O vídeo mostra Trump a ficar cada vez mais belicoso, à medida que a jornalista da CBS Lesley Stahl o confronta com vários tópicos, incluindo a sua resposta à pandemia de Covid-19, o seu declínio junto do eleitorado feminino nas zonas suburbanas, a falta de máscaras de proteção nos seus comícios ou o seu projeto para substituir o programa de saúde Obamacare.

“Vejam o preconceito, o ódio, a grosseria da parte do 60 Minutos e da CBS”, escreveu Trump, na sua conta pessoal da rede social Twitter, justificando o vídeo colocado no Facebook e referindo-se à forma como disse ter sido tratado durante a entrevista, que a estação televisiva ainda não difundiu.

Ao longo da conversa, Trump voltou a atacar o filho do seu adversário Joe Biden, com base em dados de uma reportagem do jornal New York Post, e acusou os media de serem muito brandos com o candidato democrata. E quando foi confrontado pela jornalista pelos seus constantes ataques, Trump respondeu que não estava a atacar ninguém, mas apenas a defender-se. “Estou a defender-me e a defender o lugar de Presidente”, explicou o candidato republicano, que procura um segundo mandato nas eleições de 3 de novembro.

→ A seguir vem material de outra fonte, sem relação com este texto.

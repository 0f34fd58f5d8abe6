use crate::value_objects::account::Account;
use crate::value_objects::profit_data::ProfitData;
use crate::value_objects::strategy::{Strategy, StrategyStatus};
use crate::value_objects::trade::Trade;

/// Source of account, strategy and profit snapshots for the dashboard.
///
/// Reads never fail: an adapter backed by fallible I/O must fall back to its
/// last good snapshot instead of surfacing errors to the refresh cycle.
pub trait TradingDataProvider {
    fn account(&self) -> Account;

    /// Strategies in insertion order.
    fn strategies(&self) -> Vec<Strategy>;

    /// Chronological, fully materialized history.
    fn profit_history(&self) -> Vec<ProfitData>;

    fn open_trades(&self) -> Vec<Trade>;

    /// Updates the status of the strategy with `id` in place.
    ///
    /// Unknown ids leave the strategy set untouched and return `false`.
    fn set_strategy_status(&mut self, id: &str, status: StrategyStatus) -> bool;
}
use sen_application::config::{load_config, Config};
use sen_application::data::share;
use sen_application::navigation::NavigationController;
use sen_application::settings::SessionSettings;
use sen_domain::value_objects::account::Account;
use sen_infrastructure::sample_data::{InMemoryTradingData, SampleDataOptions};
use std::path::{Path, PathBuf};

pub const CONFIG_ENV: &str = "SEN_CONFIG";

/// `--config` wins over `SEN_CONFIG`; blank values count as unset.
pub fn resolve_config_path(cli: Option<PathBuf>) -> Option<PathBuf> {
    cli.or_else(|| {
        std::env::var(CONFIG_ENV)
            .ok()
            .filter(|v| !v.trim().is_empty())
            .map(PathBuf::from)
    })
}

/// Loads the config file if one was given, otherwise returns the built-in
/// defaults.
pub fn load_startup_config(path: Option<&Path>) -> Result<Config, String> {
    match path {
        Some(path) => {
            let config = load_config(path)?;
            tracing::info!(path = %path.display(), "config loaded");
            Ok(config)
        }
        None => {
            tracing::info!("no config given, using defaults");
            Ok(Config::default())
        }
    }
}

/// Builds the sample provider and a controller with nothing mounted yet.
pub fn build_controller(
    config: &Config,
    seed: Option<u64>,
) -> Result<NavigationController, String> {
    let settings = SessionSettings::from_config(config)?;
    let provider = InMemoryTradingData::sample(SampleDataOptions {
        seed,
        account: Account::new(config.trading.default_balance, config.trading.default_equity),
        ..SampleDataOptions::default()
    });
    Ok(NavigationController::new(share(provider), settings))
}

#[cfg(test)]
mod tests {
    use super::{build_controller, load_startup_config};
    use sen_application::config::Config;
    use std::io::Write;
    use std::time::Duration;

    #[test]
    fn missing_path_uses_defaults() {
        assert_eq!(load_startup_config(None).unwrap(), Config::default());
    }

    #[test]
    fn unreadable_path_is_an_error() {
        let err = load_startup_config(Some(std::path::Path::new(
            "/nonexistent/sen-terminal.toml",
        )))
        .unwrap_err();
        assert!(err.contains("sen-terminal.toml"), "{err}");
    }

    #[test]
    fn config_file_drives_controller_settings() {
        let path = std::env::temp_dir().join(format!(
            "sen_terminal_bootstrap_{}.toml",
            std::process::id()
        ));
        let mut file = std::fs::File::create(&path).unwrap();
        writeln!(file, "[display]\nrefresh_interval_ms = 750\n").unwrap();
        drop(file);

        let config = load_startup_config(Some(&path)).unwrap();
        let _ = std::fs::remove_file(&path);
        let nav = build_controller(&config, Some(1)).unwrap();
        assert_eq!(
            nav.session_settings().refresh_interval,
            Duration::from_millis(750)
        );
    }
}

Trump criticou por várias vezes os jornalistas e a sua irritação foi visível logo no início da entrevista, quando a jornalista lhe perguntou se ele estava preparado “para algumas perguntas difíceis”.

“Isso não é maneira de falar. Isso não é maneira de falar. Você é muito negativa”, comentou Trump, ao fim de 40 minutos de conversa, quando se levantou interrompendo a entrevista prematuramente, saindo da sala.

A estação CBS classificou a decisão de divulgar o vídeo com a entrevista — antes mesmo de o programa ser difundido, através de uma gravação feita por técnicos da Casa Branca — como uma atitude “sem precedentes”, mas assegurou que o programa iria para o ar no domingo, como estava previsto.

“A decisão sem precedentes da Casa Branca de desconsiderar o seu acordo com a CBS News e de divulgar as suas imagens não impedirá o 60 Minutos de divulgar as suas reportagens completas, justas e contextualizadas, das quais vários presidentes participaram há décadas”, disse a estação televisiva, num comunicado. A estação disse que o programa 60 Minutos “é amplamente respeitado por trazer imparcialidade, reportagem profunda e contexto informativo aos telespetadores, cada semana”.